The records —

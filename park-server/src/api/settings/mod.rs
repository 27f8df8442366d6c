//! 设置 API 模块

mod handler;

use axum::{
    Router,
    routing::{post, put},
};

use crate::core::ServerState;

pub fn router() -> Router<ServerState> {
    Router::new()
        .route("/api/settings", put(handler::update))
        .route("/api/settings/{section}/edit", post(handler::start_edit))
        .route("/api/settings/{section}/draft", put(handler::set_draft))
        .route("/api/settings/{section}/save", post(handler::save))
        .route("/api/settings/{section}/cancel", post(handler::cancel))
}
//! Server Implementation
//!
//! HTTP 服务器启动和管理

use std::net::SocketAddr;

use crate::api;
use crate::core::{Config, ServerState};

/// HTTP Server
pub struct Server {
    config: Config,
    state: Option<ServerState>,
}

impl Server {
    pub fn new(config: Config) -> Self {
        Self {
            config,
            state: None,
        }
    }

    /// Create server with existing state
    pub fn with_state(config: Config, state: ServerState) -> Self {
        Self {
            config,
            state: Some(state),
        }
    }

    pub async fn run(&self) -> anyhow::Result<()> {
        let state = match &self.state {
            Some(s) => s.clone(),
            None => ServerState::initialize(&self.config).await?,
        };

        let app = api::build_app(&state).with_state(state.clone());

        let addr = SocketAddr::from(([0, 0, 0, 0], self.config.http_port));
        let listener = tokio::net::TcpListener::bind(addr).await?;
        tracing::info!("Park content server listening on {}", addr);

        axum::serve(listener, app)
            .with_graceful_shutdown(shutdown_signal())
            .await?;

        state.shutdown();
        tracing::info!("Server stopped");
        Ok(())
    }
}

async fn shutdown_signal() {
    let _ = tokio::signal::ctrl_c().await;
    tracing::info!("Shutting down...");
}
//! Input validation helpers
//!
//! Centralized text length constants and validation functions.
//! Limits are chosen based on reasonable UX limits for display labels and
//! the storage layer having no built-in length enforcement.

use crate::utils::AppError;

// ── Text length limits ──────────────────────────────────────────────

/// Display labels: gallery item names, operating-day strings, etc.
pub const MAX_NAME_LEN: usize = 200;

/// Free-text time strings ("10:00 AM")
pub const MAX_TIME_LEN: usize = 32;

/// URLs / media paths (data URIs excluded, they carry payloads)
pub const MAX_URL_LEN: usize = 2048;

/// Passwords (before hashing)
pub const MAX_PASSWORD_LEN: usize = 128;

// ── Validation helpers ──────────────────────────────────────────────

/// Validate that a required string is non-empty and within the length limit.
pub fn validate_required_text(value: &str, field: &str, max_len: usize) -> Result<(), AppError> {
    if value.trim().is_empty() {
        return Err(AppError::validation(format!("{field} must not be empty")));
    }
    if value.len() > max_len {
        return Err(AppError::validation(format!(
            "{field} is too long ({} chars, max {max_len})",
            value.len()
        )));
    }
    Ok(())
}

/// Validate that an optional string, if present, is within the length limit.
pub fn validate_optional_text(
    value: &Option<String>,
    field: &str,
    max_len: usize,
) -> Result<(), AppError> {
    if let Some(v) = value
        && v.len() > max_len
    {
        return Err(AppError::validation(format!(
            "{field} is too long ({} chars, max {max_len})",
            v.len()
        )));
    }
    Ok(())
}

#[cfg(test)]
mod tests {
    use super::*;

    #[test]
    fn test_required_text_rejects_empty_and_oversized() {
        assert!(validate_required_text("Wave Pool", "name", MAX_NAME_LEN).is_ok());
        assert!(validate_required_text("   ", "name", MAX_NAME_LEN).is_err());
        assert!(validate_required_text(&"x".repeat(201), "name", MAX_NAME_LEN).is_err());
    }

    #[test]
    fn test_optional_text_allows_none() {
        assert!(validate_optional_text(&None, "name", MAX_NAME_LEN).is_ok());
        assert!(validate_optional_text(&Some("ok".into()), "name", MAX_NAME_LEN).is_ok());
        assert!(validate_optional_text(&Some("x".repeat(300)), "name", MAX_NAME_LEN).is_err());
    }
}
//! Signed authorization events
//!
//! A key migration is only submitted together with a structured event,
//! signed by the current admin key, naming the new public key. The store
//! verifies the signature server-side; this module builds the unsigned
//! event, and sanity-checks the shape of what the signing agent returns
//! before anything touches the network.

use chrono::Utc;
use serde::{Deserialize, Serialize};
use sha2::{Digest, Sha256};
use thiserror::Error;

use crate::crypto::pubkey::AdminPubkey;

/// Event kind for admin authorization events
pub const AUTH_EVENT_KIND: u16 = 22242;

/// Tag name identifying the authorized action
pub const ACTION_TAG: &str = "action";

/// Action value for an admin key migration
pub const MIGRATION_ACTION: &str = "admin_key_migration";

/// Tag name carrying the migration target key
pub const NEW_PUBKEY_TAG: &str = "new_pubkey";

/// Length of a hex-encoded schnorr signature
const SIG_HEX_LEN: usize = 128;

/// Authorization event shape error
#[derive(Debug, Clone, PartialEq, Eq, Error)]
pub enum EventShapeError {
    /// Event kind differs from [`AUTH_EVENT_KIND`]
    #[error("unexpected event kind {0}")]
    WrongKind(u16),

    /// The action tag is missing or names a different action
    #[error("event does not authorize an admin key migration")]
    WrongAction,

    /// The new-pubkey tag is missing or names a different key
    #[error("event authorizes key {found:?}, expected {expected}")]
    TargetMismatch {
        expected: String,
        found: Option<String>,
    },

    /// Signature field is not a plausible hex signature
    #[error("malformed signature")]
    MalformedSignature,

    /// The id field does not match the canonical event hash
    #[error("event id does not match its contents")]
    IdMismatch,
}

/// An authorization event before signing
#[derive(Debug, Clone, PartialEq, Eq, Serialize, Deserialize)]
pub struct UnsignedEvent {
    pub kind: u16,
    pub created_at: i64,
    pub tags: Vec<Vec<String>>,
    pub content: String,
}

impl UnsignedEvent {
    /// Build the unsigned authorization event for a key migration
    pub fn migration_authorization(new_pubkey: &AdminPubkey) -> Self {
        Self {
            kind: AUTH_EVENT_KIND,
            created_at: Utc::now().timestamp(),
            tags: vec![
                vec![ACTION_TAG.to_string(), MIGRATION_ACTION.to_string()],
                vec![NEW_PUBKEY_TAG.to_string(), new_pubkey.to_hex()],
            ],
            content: String::new(),
        }
    }
}

/// An authorization event as returned by the signing agent
#[derive(Debug, Clone, PartialEq, Eq, Serialize, Deserialize)]
pub struct SignedAuthorizationEvent {
    pub id: String,
    pub pubkey: String,
    pub created_at: i64,
    pub kind: u16,
    pub tags: Vec<Vec<String>>,
    pub content: String,
    pub sig: String,
}

impl SignedAuthorizationEvent {
    /// Value of the first tag with the given name, if any
    pub fn tag_value(&self, name: &str) -> Option<&str> {
        self.tags
            .iter()
            .find(|tag| tag.first().map(String::as_str) == Some(name))
            .and_then(|tag| tag.get(1))
            .map(String::as_str)
    }

    /// Check the event authorizes migrating to `expected` and is internally
    /// consistent
    ///
    /// The store re-verifies the signature itself; this check exists so a
    /// confused or malicious agent response fails closed here, before any
    /// network write.
    pub fn verify_shape(&self, expected: &AdminPubkey) -> Result<(), EventShapeError> {
        if self.kind != AUTH_EVENT_KIND {
            return Err(EventShapeError::WrongKind(self.kind));
        }

        if self.tag_value(ACTION_TAG) != Some(MIGRATION_ACTION) {
            return Err(EventShapeError::WrongAction);
        }

        let expected_hex = expected.to_hex();
        let found = self.tag_value(NEW_PUBKEY_TAG);
        if found != Some(expected_hex.as_str()) {
            return Err(EventShapeError::TargetMismatch {
                expected: expected_hex,
                found: found.map(str::to_string),
            });
        }

        if self.sig.len() != SIG_HEX_LEN || !self.sig.bytes().all(|b| b.is_ascii_hexdigit()) {
            return Err(EventShapeError::MalformedSignature);
        }

        let computed = event_id(&self.pubkey, self.created_at, self.kind, &self.tags, &self.content);
        if computed != self.id {
            return Err(EventShapeError::IdMismatch);
        }

        Ok(())
    }
}

/// Canonical event id: SHA-256 over the serialized
/// `[0, pubkey, created_at, kind, tags, content]` array, hex encoded
pub fn event_id(
    pubkey: &str,
    created_at: i64,
    kind: u16,
    tags: &[Vec<String>],
    content: &str,
) -> String {
    let canonical = serde_json::json!([0, pubkey, created_at, kind, tags, content]);
    // Serializing a value built from strings and integers cannot fail.
    let bytes = serde_json::to_vec(&canonical).unwrap();

    hex::encode(Sha256::digest(&bytes))
}

#[cfg(test)]
mod tests {
    use super::*;

    const TARGET_HEX: &str = "7e7e9c42a91bfef19fa929e5fda1b72e0ebc1a4c1141673e2794234d86addf4e";
    const SIGNER_HEX: &str = "84dee6e676e5bb67b4ad4e042cf70cbd8681155db535942fcc6a0533858a7240";

    fn target() -> AdminPubkey {
        AdminPubkey::parse(TARGET_HEX).unwrap()
    }

    fn signed(unsigned: &UnsignedEvent) -> SignedAuthorizationEvent {
        SignedAuthorizationEvent {
            id: event_id(
                SIGNER_HEX,
                unsigned.created_at,
                unsigned.kind,
                &unsigned.tags,
                &unsigned.content,
            ),
            pubkey: SIGNER_HEX.to_string(),
            created_at: unsigned.created_at,
            kind: unsigned.kind,
            tags: unsigned.tags.clone(),
            content: unsigned.content.clone(),
            sig: "ab".repeat(64),
        }
    }

    #[test]
    fn test_migration_authorization_shape() {
        let event = UnsignedEvent::migration_authorization(&target());

        assert_eq!(event.kind, AUTH_EVENT_KIND);
        assert_eq!(event.content, "");
        assert_eq!(
            event.tags,
            vec![
                vec!["action".to_string(), "admin_key_migration".to_string()],
                vec!["new_pubkey".to_string(), TARGET_HEX.to_string()],
            ]
        );
    }

    #[test]
    fn test_verify_shape_accepts_well_formed_event() {
        let unsigned = UnsignedEvent::migration_authorization(&target());
        let event = signed(&unsigned);

        assert_eq!(event.verify_shape(&target()), Ok(()));
    }

    #[test]
    fn test_verify_shape_rejects_wrong_target() {
        let other = AdminPubkey::parse(SIGNER_HEX).unwrap();
        let unsigned = UnsignedEvent::migration_authorization(&other);
        let event = signed(&unsigned);

        assert!(matches!(
            event.verify_shape(&target()),
            Err(EventShapeError::TargetMismatch { .. })
        ));
    }

    #[test]
    fn test_verify_shape_rejects_tampered_tags() {
        let unsigned = UnsignedEvent::migration_authorization(&target());
        let mut event = signed(&unsigned);
        // Tamper after signing: id no longer matches the contents
        event.tags.push(vec!["extra".to_string(), "tag".to_string()]);

        assert_eq!(event.verify_shape(&target()), Err(EventShapeError::IdMismatch));
    }

    #[test]
    fn test_verify_shape_rejects_bad_signature_field() {
        let unsigned = UnsignedEvent::migration_authorization(&target());
        let mut event = signed(&unsigned);
        event.sig = "not-a-signature".to_string();

        assert_eq!(
            event.verify_shape(&target()),
            Err(EventShapeError::MalformedSignature)
        );
    }

    #[test]
    fn test_verify_shape_rejects_wrong_kind() {
        let unsigned = UnsignedEvent::migration_authorization(&target());
        let mut event = signed(&unsigned);
        event.kind = 1;
        event.id = event_id(&event.pubkey, event.created_at, event.kind, &event.tags, &event.content);

        assert_eq!(event.verify_shape(&target()), Err(EventShapeError::WrongKind(1)));
    }

    #[test]
    fn test_event_id_is_stable() {
        let a = event_id(SIGNER_HEX, 1700000000, AUTH_EVENT_KIND, &[], "");
        let b = event_id(SIGNER_HEX, 1700000000, AUTH_EVENT_KIND, &[], "");
        assert_eq!(a, b);
        assert_eq!(a.len(), 64);

        let c = event_id(SIGNER_HEX, 1700000001, AUTH_EVENT_KIND, &[], "");
        assert_ne!(a, c);
    }
}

Instructions for the task — Out of the records above, pull each line containing the word "that".

Task output —
/// Validate that a required string is non-empty and within the length limit.
/// Validate that an optional string, if present, is within the length limit.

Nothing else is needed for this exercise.